Девица с черными локонами явилась Онагру опять во всей красе своей; опять пришла ему в голову мысль, как бы хорошо надеть на нее бархатный капот и пройтись с нею по Невскому.
– Изволь, мон-шер, представлю, когда хочешь; я у них почти свой в доме, на короткой ноге, меня все любят; завтра же скажу им о тебе; отец охотник до лошадей, а у тебя славные лошади… Прощай.
– Смотри же, представь.
– Конте-сюр-муа, мон-шер.
Дня через три Онагр с офицером явились к Змеевым.
Отставной полковник-кавалерист, среднего роста, полный, с большими черными усами, с проседью, в венгерке с кистями, прохаживался в своем кабинете и пробовал хлыстик. Кабинет украшался токарным станком, двумя черкесскими кинжалами, винтовкой, коллекциею черешневых чубуков и двумя гипсовыми лошадьми.
Офицер представил Онагра полковнику.
Полковник пожал ему руку – и так крепко, что Онагр едва не вскрикнул.

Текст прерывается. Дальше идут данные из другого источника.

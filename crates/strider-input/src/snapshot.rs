//! Per-tick immutable input and camera-basis values.

use glam::{Vec2, Vec3};
use strider_math::planar_direction;

/// Everything the locomotion machine reads from the player for one tick.
///
/// Snapshots are produced once per tick by a source (gamepad, script, test)
/// and consumed read-only. `jump_pressed` is an edge: true only on the tick
/// the trigger transitioned from released to pressed.
#[derive(Clone, Copy, Debug, Default, PartialEq)]
pub struct InputSnapshot {
    /// Left stick axis, each component in `[-1, 1]`. +x is camera-right,
    /// +y is camera-forward.
    pub stick: Vec2,
    /// True on the press tick of the jump trigger, false otherwise.
    pub jump_pressed: bool,
}

impl InputSnapshot {
    /// Snapshot with a stick deflection and no jump press.
    pub fn stick(x: f32, y: f32) -> Self {
        Self {
            stick: Vec2::new(x, y),
            jump_pressed: false,
        }
    }
}

/// The active camera's forward/right directions, refreshed each tick.
///
/// The resolver projects both onto the character's horizontal plane, so the
/// stored vectors may carry a vertical component (a camera pitched down at
/// the character is the normal case).
#[derive(Clone, Copy, Debug, PartialEq)]
pub struct CameraBasis {
    /// Direction the camera is looking.
    pub forward: Vec3,
    /// Camera-right direction.
    pub right: Vec3,
}

impl CameraBasis {
    /// Builds a basis from a forward direction and an up vector, deriving
    /// right-handed camera-right from the pair.
    ///
    /// A forward parallel to `up` yields a degenerate basis (both vectors
    /// zero); the resolver treats that as "no direction".
    pub fn from_forward_up(forward: Vec3, up: Vec3) -> Self {
        let planar_forward = planar_direction(up, forward);
        Self {
            forward: planar_forward,
            right: up.cross(planar_forward),
        }
    }
}

impl Default for CameraBasis {
    fn default() -> Self {
        Self {
            forward: Vec3::Z,
            right: Vec3::X,
        }
    }
}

– Без церемонии, господа, я привык по-военному, прошу садиться – диван не мягкий, а сидеть можно.
– Как в своем здоровье Дарья Николаевна и Ольга Михайловна? – спросил офицер.
– Здоровы, здоровы; спасибо: у жены сидит Иконин, нравоучительные книжки ей читает; она любительница проповедей: старухе, впрочем, больше нечего и делать. Мы же, кавалеристы, не слишком жалуем красноречие. Нам подавай коня, пороху, дыму, стишков Дениса Васильича…
Полковник носовым платком разгладил усы и захохотал.
– Да, Михайло Андреич, мы, военные, совсем не то, что эти статские. (Офицер с серебряными эполетами указал на Онагра.)
– Вы военные? С какой стороны вы военные? С чего вы это взяли? Вы, сударь, не военные, а так, ни то ни се, ни рыба ни мясо, – вы, я думаю, и пули-то не отличите от мячика; у вас и усов нет!
Полковник засмеялся и обратился к Онагру:
– А я слышал, что вы охотник до лошадей. Что, у вас хорошие лошади?
– Все заводские, дорогие лошади.
– Рысаки-с?
– Рысистые, особенно один гнедой жеребчик.
– Орловский?
– Конечно, настоящий орловский.
– Это хорошо, это я люблю. Нынешние вольнодумцы всё толкуют о скаковых лошадях; всё, видишь, подавай им от Эклипса. Вздор! Скакуны ни к черту не годятся… От Сметанки или от Безыменного – почище будут. Бывало, я вам скажу, как Проворный побежит, весь на воздухе, – так, глядя на него, дух занимается. Любопытно посмотреть ваших лошадок. Я вам имею честь рекомендоваться, милостивый государь, я знаток в лошадях, я старый кавалерист, через мои руки прошло их довольно.
Полковник рассек воздух хлыстиком.
– Очень довольно! И чего я не испытал на своем веку! Сквозь огонь и воду прошел… Пойдемте; я вас моей старушонке отрекомендую.
Он бросил хлыстик на стол.
Жена полковника, худая, желтая, сгорбленная, в чепце, сидела против добродетельного старичка с огромным ртом и благоговейно слушала его проповеди, которые он читал с чувством и с расстановкой.
Дочь полковника вышивала у окна. Голова ее наклонялась к самой канве, и длинные черные локоны почти закрывали лицо.
– А вы еще все читаете, – сказал полковник, войдя в гостиную, – извините, что помешал, нельзя, гостей веду.
– Вот моя жена, а вот дочь, – продолжал полковник, смотря на Онагра, – я третий, и все семейство налицо. Прошу нас любить да жаловать.
Онагр расшаркался перед полковницей, потом перед ее дочерью и заложил палец за жилет.
Девушка подняла голову, откинула от лица свои локоны, посмотрела на офицера и на Онагра, привстала едва заметно и потом снова наклонилась к канве.
Полковница сказала Онагру:
– Я уж, кажется, имела удовольствие видеть вас у Елены Сергеевны Горбачевой.
– Да-с, я был у нее на бале.
– Садитесь, господа, без церемоний, и поболтаемте о чем-нибудь.
Полковник сел первый, откинув назад кисть своей венгерки.